START Given data

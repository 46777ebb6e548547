//! # geocast-core
//!
//! Pure geofencing campaign logic (no I/O, instant tests).
//!
//! This crate decides whether a region entry/exit should fire a campaign
//! event, keeps the occurrence counters, evaluates delivery windows, drives
//! the server-controlled campaign state machine and plans the
//! reconciliation of provisional message ids.
//!
//! ## Design Philosophy
//!
//! All modules in this crate are **pure** - they take input and produce output
//! without side effects. The clock is never read: every time-dependent call
//! takes `now`. The actual I/O (reporting, persistence, platform region
//! monitoring) is performed by `geocast-client`, which interprets the
//! actions and plans produced here.

#![warn(missing_docs)]
#![warn(clippy::all)]

pub mod buffer;
pub mod campaign;
pub mod event;
pub mod inbox;
pub mod message;
pub mod monitor;
pub mod reconcile;
pub mod region;
pub mod schema;
pub mod window;

pub use buffer::{BufferError, PendingReport, ReportBuffer};
pub use campaign::{CampaignAction, CampaignEvent, CampaignState};
pub use event::RegionEvent;
pub use inbox::{MessageKind, MessageRecord, SeenStatus};
pub use message::GeoCampaignMessage;
pub use monitor::{MonitorAction, MonitoredArea, RegionMonitor, DEFAULT_REGION_LIMIT};
pub use reconcile::{IdRewrite, ReconcilePlan};
pub use region::{Coordinate, Region, ValidityPeriod, MIN_RADIUS_METERS};
pub use schema::{
    load_document, migrate, CampaignRecord, LegacyCampaign, LegacyDocument, StoreDocument,
    StoredSchema, STORE_VERSION,
};
pub use window::{DeliveryTimeWindow, TimeInterval};
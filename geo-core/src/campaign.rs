//! Campaign state machine.
//!
//! This module provides a pure, side-effect-free state machine for a geo
//! campaign's server-driven lifecycle. The reporting endpoint tells the
//! device which campaigns are suspended or finished; everything it reported
//! on and did not list is active.
//!
//! The actual I/O (unregistering regions, persisting, notifying the app) is
//! performed by geocast-client, which interprets the returned actions.

use geocast_types::GeoEventReportResponse;
use serde::{Deserialize, Serialize};

/// Server-driven campaign lifecycle.
#[derive(Debug, Clone, Copy, PartialEq, Eq, Hash, Default, Serialize, Deserialize)]
pub enum CampaignState {
    /// Events are evaluated and reported.
    #[default]
    Active,
    /// Paused server-side. No events are evaluated.
    Suspended,
    /// Terminal. The campaign is kept only until the next cleanup sweep.
    Finished,
}

impl CampaignState {
    /// Process an event and return the new state plus actions to execute.
    ///
    /// This is a pure function. Finished is terminal.
    pub fn on_event(self, event: CampaignEvent) -> (Self, Vec<CampaignAction>) {
        match (self, event) {
            (Self::Active, CampaignEvent::ReportedActive) => (Self::Active, vec![]),
            (Self::Active, CampaignEvent::ReportedSuspended) => (
                Self::Suspended,
                vec![
                    CampaignAction::StopMonitoring,
                    CampaignAction::Persist,
                    CampaignAction::EmitStateChanged(Self::Suspended),
                ],
            ),
            (Self::Active | Self::Suspended, CampaignEvent::ReportedFinished) => (
                Self::Finished,
                vec![
                    CampaignAction::StopMonitoring,
                    CampaignAction::Persist,
                    CampaignAction::EmitStateChanged(Self::Finished),
                ],
            ),
            (Self::Suspended, CampaignEvent::ReportedActive) => (
                Self::Active,
                vec![
                    CampaignAction::ResumeMonitoring,
                    CampaignAction::Persist,
                    CampaignAction::EmitStateChanged(Self::Active),
                ],
            ),
            (Self::Suspended, CampaignEvent::ReportedSuspended) => (Self::Suspended, vec![]),
            (Self::Finished, _) => (Self::Finished, vec![]),
        }
    }

    /// Whether region events for this campaign are evaluated at all.
    pub fn accepts_events(&self) -> bool {
        matches!(self, Self::Active)
    }

    /// Whether the campaign may be removed by a cleanup sweep.
    pub fn is_terminal(&self) -> bool {
        matches!(self, Self::Finished)
    }
}

/// What the reporting endpoint said about one campaign.
#[derive(Debug, Clone, Copy, PartialEq, Eq)]
pub enum CampaignEvent {
    /// Listed in neither the suspended nor the finished ids.
    ReportedActive,
    /// Listed in the suspended ids.
    ReportedSuspended,
    /// Listed in the finished ids.
    ReportedFinished,
}

impl CampaignEvent {
    /// Classify `campaign_id` against a response. Finished wins over suspended.
    pub fn from_response(campaign_id: &str, response: &GeoEventReportResponse) -> Self {
        if response.finished_campaign_ids.iter().any(|id| id == campaign_id) {
            Self::ReportedFinished
        } else if response.suspended_campaign_ids.iter().any(|id| id == campaign_id) {
            Self::ReportedSuspended
        } else {
            Self::ReportedActive
        }
    }
}

/// Side effects requested by a transition.
#[derive(Debug, Clone, Copy, PartialEq, Eq)]
pub enum CampaignAction {
    /// Release the campaign's region registrations.
    StopMonitoring,
    /// Register the campaign's regions again.
    ResumeMonitoring,
    /// Store the new state.
    Persist,
    /// Tell the application.
    EmitStateChanged(CampaignState),
}
//! Error types for geocast wire data.

use thiserror::Error;

/// Errors raised while decoding geocast wire data.
#[derive(Debug, Error)]
pub enum GeoError {
    /// JSON (de)serialization failed
    #[error("json error: {0}")]
    Json(#[from] serde_json::Error),

    /// Timestamp is not ISO-8601
    #[error("invalid date: {0}")]
    InvalidDate(String),

    /// Weekday list is not a comma separated list of 1..=7
    #[error("invalid weekday list: {0}")]
    InvalidDays(String),

    /// Time interval is not `HHMM/HHMM`
    #[error("invalid time interval: {0}")]
    InvalidTimeInterval(String),

    /// Payload is structurally valid JSON but not a usable campaign
    #[error("invalid payload: {0}")]
    InvalidPayload(String),
}
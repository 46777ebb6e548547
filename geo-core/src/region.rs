//! Geofenced regions.
//!
//! A [`Region`] is a circle plus the events tracked inside it. Regions are
//! owned by their campaign message; the campaign's validity period is passed
//! in when liveness is evaluated rather than referenced from the region.

use chrono::{DateTime, Utc};
use geocast_types::{EventRecord, EventType, GeoError, RegionRecord};
use serde_json::{Map, Value};
use std::hash::{Hash, Hasher};

use crate::RegionEvent;

/// Smallest radius a region is monitored with.
pub const MIN_RADIUS_METERS: f64 = 100.0;

/// Mean Earth radius used for distance calculations.
const EARTH_RADIUS_METERS: f64 = 6_371_000.0;

/// A point on the globe in degrees.
#[derive(Debug, Clone, Copy, PartialEq)]
pub struct Coordinate {
    /// Latitude in degrees.
    pub latitude: f64,
    /// Longitude in degrees.
    pub longitude: f64,
}

impl Coordinate {
    /// Create a coordinate.
    pub fn new(latitude: f64, longitude: f64) -> Self {
        Self {
            latitude,
            longitude,
        }
    }

    /// Great-circle distance in meters (haversine).
    pub fn distance_to(&self, other: &Coordinate) -> f64 {
        let lat1 = self.latitude.to_radians();
        let lat2 = other.latitude.to_radians();
        let d_lat = (other.latitude - self.latitude).to_radians();
        let d_lon = (other.longitude - self.longitude).to_radians();

        let a = (d_lat / 2.0).sin().powi(2) + lat1.cos() * lat2.cos() * (d_lon / 2.0).sin().powi(2);
        2.0 * EARTH_RADIUS_METERS * a.sqrt().atan2((1.0 - a).sqrt())
    }
}

/// Campaign validity period: `start` inclusive, `expiry` exclusive.
#[derive(Debug, Clone, Copy, PartialEq, Eq)]
pub struct ValidityPeriod {
    /// First instant the campaign is live.
    pub start: DateTime<Utc>,
    /// First instant the campaign is no longer live.
    pub expiry: DateTime<Utc>,
}

impl ValidityPeriod {
    /// Whether `now` falls inside the period.
    pub fn contains(&self, now: DateTime<Utc>) -> bool {
        self.start <= now && now < self.expiry
    }
}

/// A circular geofence with entry/exit event tracking.
///
/// Equality and hashing use the identifier only.
#[derive(Debug, Clone)]
pub struct Region {
    identifier: String,
    center: Coordinate,
    radius: f64,
    title: String,
    events: Vec<RegionEvent>,
}

impl Region {
    /// Create a region with the default events.
    ///
    /// Returns `None` for a non-positive radius. Radii below
    /// [`MIN_RADIUS_METERS`] are raised to it.
    pub fn new(
        identifier: impl Into<String>,
        center: Coordinate,
        radius: f64,
        title: impl Into<String>,
    ) -> Option<Self> {
        if radius.is_nan() || radius <= 0.0 {
            return None;
        }
        Some(Self {
            identifier: identifier.into(),
            center,
            radius: radius.max(MIN_RADIUS_METERS),
            title: title.into(),
            events: vec![RegionEvent::default_entry()],
        })
    }

    /// Replace the tracked events.
    pub fn with_events(mut self, events: Vec<RegionEvent>) -> Self {
        self.events = events;
        self
    }

    /// Stable, campaign-scoped identifier (the geo area id).
    pub fn identifier(&self) -> &str {
        &self.identifier
    }

    /// Centre of the circle.
    pub fn center(&self) -> Coordinate {
        self.center
    }

    /// Radius in meters, already clamped.
    pub fn radius(&self) -> f64 {
        self.radius
    }

    /// Display title.
    pub fn title(&self) -> &str {
        &self.title
    }

    /// Tracked events, in definition order.
    pub fn events(&self) -> &[RegionEvent] {
        &self.events
    }

    /// First event of the given type.
    pub fn event(&self, event_type: EventType) -> Option<&RegionEvent> {
        self.events.iter().find(|e| e.event_type() == event_type)
    }

    /// Whether an event of `event_type` may fire here at `now`.
    ///
    /// False when no event of that type exists.
    pub fn is_live(&self, event_type: EventType, validity: &ValidityPeriod, now: DateTime<Utc>) -> bool {
        validity.contains(now)
            && self
                .events
                .iter()
                .any(|e| e.event_type() == event_type && e.is_valid(now))
    }

    /// Record an occurrence of `event_type`.
    ///
    /// Prefers the first currently valid event of that type, falling back to
    /// the first of that type. Returns false when the region tracks no such
    /// event.
    pub fn trigger_event(&mut self, event_type: EventType, now: DateTime<Utc>) -> bool {
        let index = self
            .events
            .iter()
            .position(|e| e.event_type() == event_type && e.is_valid(now))
            .or_else(|| self.events.iter().position(|e| e.event_type() == event_type));

        match index {
            Some(i) => {
                self.events[i].occur(now);
                true
            }
            None => false,
        }
    }

    /// Build from a flat record.
    ///
    /// Events come from the record itself when present (persisted form),
    /// otherwise from the campaign-level definitions, otherwise the default.
    pub fn from_record(
        record: &RegionRecord,
        campaign_events: Option<&[EventRecord]>,
    ) -> Result<Self, GeoError> {
        let region = Self::new(
            record.id.clone(),
            Coordinate::new(record.latitude, record.longitude),
            record.radius_in_meters,
            record.title.clone(),
        )
        .ok_or_else(|| {
            GeoError::InvalidPayload(format!(
                "region {} has non-positive radius {}",
                record.id, record.radius_in_meters
            ))
        })?;

        let definitions = record.event.as_deref().or(campaign_events);
        Ok(match definitions {
            Some(defs) => region.with_events(defs.iter().filter_map(RegionEvent::from_record).collect()),
            None => region,
        })
    }

    /// Flat record including event counters.
    pub fn to_record(&self) -> RegionRecord {
        RegionRecord {
            id: self.identifier.clone(),
            latitude: self.center.latitude,
            longitude: self.center.longitude,
            radius_in_meters: self.radius,
            title: self.title.clone(),
            event: Some(self.events.iter().map(RegionEvent::to_record).collect()),
            start_time: None,
            expiry_time: None,
            expiry: None,
        }
    }

    /// Flat key-value representation.
    pub fn to_dict(&self) -> Map<String, Value> {
        match serde_json::to_value(self.to_record()) {
            Ok(Value::Object(map)) => map,
            _ => Map::new(),
        }
    }

    /// Rebuild from [`Region::to_dict`] output. Malformed input yields `None`.
    pub fn from_dict(dict: &Map<String, Value>) -> Option<Self> {
        let record: RegionRecord = serde_json::from_value(Value::Object(dict.clone())).ok()?;
        Self::from_record(&record, None).ok()
    }
}

impl PartialEq for Region {
    fn eq(&self, other: &Self) -> bool {
        self.identifier == other.identifier
    }
}

impl Eq for Region {}

impl Hash for Region {
    fn hash<H: Hasher>(&self, state: &mut H) {
        self.identifier.hash(state);
    }
}
//! Report response reconciliation plan.
//!
//! Given a submitted batch and the server's answer, works out which
//! campaigns change state, which provisional message ids become server ids
//! and which virtual messages are dropped. Applying the plan is left to the
//! caller.

use geocast_types::{GeoEventReportResponse, SdkMessageId};
use std::collections::BTreeSet;

use crate::{CampaignEvent, PendingReport};

/// A provisional id confirmed by the server.
#[derive(Debug, Clone, PartialEq, Eq)]
pub struct IdRewrite {
    /// Device-generated id.
    pub provisional: SdkMessageId,
    /// Server id.
    pub confirmed: String,
}

/// Everything a successful submission implies.
#[derive(Debug, Clone, Default, PartialEq, Eq)]
pub struct ReconcilePlan {
    /// Campaign id and what the server said about it.
    pub transitions: Vec<(String, CampaignEvent)>,
    /// Virtual messages to rename.
    pub rewrites: Vec<IdRewrite>,
    /// Virtual messages of suspended or finished campaigns.
    pub discards: Vec<SdkMessageId>,
    /// Every report of the batch; all are confirmed.
    pub acknowledged: Vec<SdkMessageId>,
}

impl ReconcilePlan {
    /// Build the plan for `batch` answered by `response`.
    ///
    /// Campaigns reported in the batch and absent from both response lists
    /// become active; campaigns listed in the response transition even when
    /// they were not part of the batch.
    pub fn from_response(batch: &[PendingReport], response: &GeoEventReportResponse) -> Self {
        let campaigns: BTreeSet<&str> = batch
            .iter()
            .map(|r| r.campaign_id.as_str())
            .chain(response.suspended_campaign_ids.iter().map(String::as_str))
            .chain(response.finished_campaign_ids.iter().map(String::as_str))
            .collect();

        let transitions = campaigns
            .into_iter()
            .map(|id| (id.to_string(), CampaignEvent::from_response(id, response)))
            .collect();

        let mut rewrites = Vec::new();
        let mut discards = Vec::new();
        for report in batch {
            match CampaignEvent::from_response(&report.campaign_id, response) {
                CampaignEvent::ReportedActive => {
                    if let Some(confirmed) = response
                        .message_ids
                        .get(&report.provisional_message_id.to_string())
                    {
                        rewrites.push(IdRewrite {
                            provisional: report.provisional_message_id,
                            confirmed: confirmed.clone(),
                        });
                    }
                }
                _ => discards.push(report.provisional_message_id),
            }
        }

        Self {
            transitions,
            rewrites,
            discards,
            acknowledged: batch.iter().map(|r| r.provisional_message_id).collect(),
        }
    }
}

END Given data

--- Exercise details ---
Quote, word for word, every line from the top of the entries through the line that holds "persistence, platform region".

--- Solution to the problem ---
repository 46777ebb6e548547
//! # geocast-core
//!
//! Pure geofencing campaign logic (no I/O, instant tests).
//!
//! This crate decides whether a region entry/exit should fire a campaign
//! event, keeps the occurrence counters, evaluates delivery windows, drives
//! the server-controlled campaign state machine and plans the
//! reconciliation of provisional message ids.
//!
//! ## Design Philosophy
//!
//! All modules in this crate are **pure** - they take input and produce output
//! without side effects. The clock is never read: every time-dependent call
//! takes `now`. The actual I/O (reporting, persistence, platform region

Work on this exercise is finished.